Sunday, February 21, 2010

Why FEDs Hands are Tied About Deflation

Normally, FED makes borrowing easier by making credit cheap. But it won’t work now because:

1. Banks do not want to lend because they think they may not get the money back.

2. Borrowers do not want to borrow because they think they may not be able to pay it back.

3. For inflation to happen consumer must chase too few products with too much money.

We have the opposite. We have wage reduction. We have unemployment. Consumer is a saver now.

This makes it very hard to expand the bank credit. Here is how banks create money out of thin air to inject into the economy:

http://www.tradingstocks.net/html/banks_create_money.html

FED has been inflating bank credit for the last 50 years. It needs to inflate exponentially, higher and higher compared to the GDP to have the same effect. In other words, to have $1 increase in GDP, it takes more and more debt every year. When debt is not increasing faster, it becomes impossible to have that $1 gain in GDP.

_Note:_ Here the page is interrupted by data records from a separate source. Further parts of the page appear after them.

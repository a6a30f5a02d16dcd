use eframe::egui;
use sanuml::canvas::{Fill, Primitive, Scene};
use sanuml::diagram::Tool;
use sanuml::model::{ElementKind, ElementNode, Member};

use super::View;

const FONT_SIZE: f32 = 13.0;
const LINE_HEIGHT: f32 = 16.0;
const CHAR_WIDTH: f32 = 7.5;
const PADDING: f32 = 8.0;
const INTERFACE_STEREOTYPE: &str = "«interface»";

pub(super) fn tool_button(ui: &mut egui::Ui, tool: Tool, active: bool) -> bool {
    ui.selectable_label(active, tool.label()).clicked()
}

pub(super) fn draw_background(painter: &egui::Painter, rect: egui::Rect, view: &View) {
    let bg = painter.ctx().style().visuals.extreme_bg_color;
    painter.rect_filled(rect, 0.0, bg);
    let grid_color = egui::Color32::from_gray(60);
    let spacing_screen = 50.0 * view.zoom;
    if spacing_screen < 24.0 {
        return;
    }
    let start = rect.min + view.pan_screen;
    let mut x = ((rect.min.x - start.x) / spacing_screen).floor() * spacing_screen + start.x;
    while x < rect.max.x {
        painter.line_segment(
            [egui::pos2(x, rect.min.y), egui::pos2(x, rect.max.y)],
            egui::Stroke::new(1.0, grid_color),
        );
        x += spacing_screen;
    }
    let mut y = ((rect.min.y - start.y) / spacing_screen).floor() * spacing_screen + start.y;
    while y < rect.max.y {
        painter.line_segment(
            [egui::pos2(rect.min.x, y), egui::pos2(rect.max.x, y)],
            egui::Stroke::new(1.0, grid_color),
        );
        y += spacing_screen;
    }
}

fn header_rows(node: &ElementNode) -> usize {
    match node.kind {
        ElementKind::Class => 1,
        ElementKind::Interface => 2,
    }
}

/// World-space box size that fits the node's header and members, never
/// smaller than `default`.
pub(super) fn node_size_for(node: &ElementNode, default: egui::Vec2) -> egui::Vec2 {
    let attributes = node.members(Member::Attribute);
    let methods = node.members(Member::Method);
    let stereotype = match node.kind {
        ElementKind::Class => 0,
        ElementKind::Interface => INTERFACE_STEREOTYPE.chars().count(),
    };
    let longest = attributes
        .iter()
        .chain(methods)
        .map(|s| s.chars().count())
        .chain([node.name.chars().count(), stereotype])
        .max()
        .unwrap_or(0);
    let rows = header_rows(node) + attributes.len() + methods.len();
    let width = longest as f32 * CHAR_WIDTH + 2.0 * PADDING;
    let height = rows as f32 * LINE_HEIGHT + 2.0 * PADDING;
    egui::vec2(width.max(default.x), height.max(default.y))
}

pub(super) struct NodeStyle {
    pub selected: bool,
    pub pending: bool,
}

pub(super) fn draw_node(
    painter: &egui::Painter,
    origin: egui::Pos2,
    view: &View,
    node: &ElementNode,
    world_rect: egui::Rect,
    style: NodeStyle,
) {
    let visuals = painter.ctx().style().visuals.clone();
    let rect = egui::Rect::from_min_max(
        view.world_to_screen(origin, world_rect.min),
        view.world_to_screen(origin, world_rect.max),
    );
    let stroke_color = if style.pending {
        egui::Color32::from_rgb(200, 140, 40)
    } else if style.selected {
        visuals.selection.stroke.color
    } else {
        visuals.text_color()
    };
    let stroke = egui::Stroke::new(if style.selected || style.pending { 2.0 } else { 1.0 }, stroke_color);
    painter.rect_filled(rect, 0.0, visuals.panel_fill);
    painter.rect_stroke(rect, 0.0, stroke, egui::StrokeKind::Inside);

    let font = egui::FontId::proportional(FONT_SIZE * view.zoom);
    let line = LINE_HEIGHT * view.zoom;
    let pad = PADDING * view.zoom;
    let text_color = visuals.text_color();
    let mut y = rect.min.y + pad;
    if node.kind == ElementKind::Interface {
        painter.text(
            egui::pos2(rect.center().x, y),
            egui::Align2::CENTER_TOP,
            INTERFACE_STEREOTYPE,
            font.clone(),
            text_color,
        );
        y += line;
    }
    painter.text(
        egui::pos2(rect.center().x, y),
        egui::Align2::CENTER_TOP,
        &node.name,
        egui::FontId::proportional(FONT_SIZE * view.zoom * 1.1),
        text_color,
    );
    y += line;

    let sections: &[Member] = match node.kind {
        ElementKind::Class => &[Member::Attribute, Member::Method],
        ElementKind::Interface => &[Member::Method],
    };
    for &member in sections {
        let entries = node.members(member);
        if entries.is_empty() {
            continue;
        }
        painter.line_segment([egui::pos2(rect.min.x, y), egui::pos2(rect.max.x, y)], stroke);
        for entry in entries {
            painter.text(
                egui::pos2(rect.min.x + pad, y),
                egui::Align2::LEFT_TOP,
                entry,
                font.clone(),
                text_color,
            );
            y += line;
        }
    }
}

/// Paints every connector primitive in the scene.
pub(super) fn draw_scene(painter: &egui::Painter, origin: egui::Pos2, view: &View, scene: &Scene) {
    let visuals = painter.ctx().style().visuals.clone();
    let stroke = egui::Stroke::new(1.5, visuals.text_color());
    let font = egui::FontId::proportional(FONT_SIZE * view.zoom);
    for (_, primitive) in scene.iter() {
        match primitive {
            Primitive::Line { a, b } => {
                painter.line_segment(
                    [view.world_to_screen(origin, *a), view.world_to_screen(origin, *b)],
                    stroke,
                );
            }
            Primitive::Polygon { points, fill } => {
                let fill_color = match fill {
                    Fill::Background => visuals.extreme_bg_color,
                    Fill::Foreground => visuals.text_color(),
                };
                let screen = points
                    .iter()
                    .map(|p| view.world_to_screen(origin, *p))
                    .collect();
                painter.add(egui::Shape::convex_polygon(screen, fill_color, stroke));
            }
            Primitive::Text { pos, text } => {
                painter.text(
                    view.world_to_screen(origin, *pos),
                    egui::Align2::CENTER_CENTER,
                    text,
                    font.clone(),
                    visuals.text_color(),
                );
            }
        }
    }
}

pub(super) fn draw_selected_line(
    painter: &egui::Painter,
    origin: egui::Pos2,
    view: &View,
    line: [egui::Pos2; 2],
) {
    let color = painter.ctx().style().visuals.selection.stroke.color;
    painter.line_segment(
        [
            view.world_to_screen(origin, line[0]),
            view.world_to_screen(origin, line[1]),
        ],
        egui::Stroke::new(4.0, color.gamma_multiply(0.6)),
    );
}

#[cfg(test)]
mod tests {
    use super::*;
    use sanuml::model::Point;

    #[test]
    fn empty_node_keeps_default_size() {
        let node = ElementNode::new(1, ElementKind::Class, "A", Point::new(0.0, 0.0));
        let size = node_size_for(&node, egui::vec2(100.0, 50.0));
        assert_eq!(size, egui::vec2(100.0, 50.0));
    }

    #[test]
    fn only_interfaces_are_sized_for_the_stereotype() {
        let default = egui::vec2(10.0, 10.0);
        let class = ElementNode::new(1, ElementKind::Class, "A", Point::new(0.0, 0.0));
        let interface = ElementNode::new(2, ElementKind::Interface, "A", Point::new(0.0, 0.0));
        assert_eq!(node_size_for(&class, default).x, CHAR_WIDTH + 2.0 * PADDING);
        assert_eq!(
            node_size_for(&interface, default).x,
            INTERFACE_STEREOTYPE.chars().count() as f32 * CHAR_WIDTH + 2.0 * PADDING
        );
    }

    #[test]
    fn members_grow_the_box() {
        let mut node = ElementNode::new(1, ElementKind::Class, "A", Point::new(0.0, 0.0));
        node.attributes = vec!["a".into(), "b".into(), "c".into()];
        node.methods = vec!["a_rather_long_method_name(arg: Type)".into()];
        let size = node_size_for(&node, egui::vec2(100.0, 50.0));
        assert!(size.x > 100.0);
        assert!(size.y > 50.0);
    }
}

http://www.tradingstocks.net/html/inflation_deflation_credit_bub.html

To encourage borrowing, government has various programs such as mortgage interest deduction from income tax, 8K tax credit for first time home buyer etc. The government does not want Affordable Housing. As home prices are coming down, instead of celebrating, they try to inflate it right back up. Why?

Because when people borrow to buy a home, banks create new money, this new money makes the government look good. Government has been using this to get re-elected all the time. But the population has a borrowing limit. Now the home prices are lover, number of sales are less. The total amount of lending that can be done for the banks will not be sufficient to expand the credit supply to a level that can sustain the GDP growth.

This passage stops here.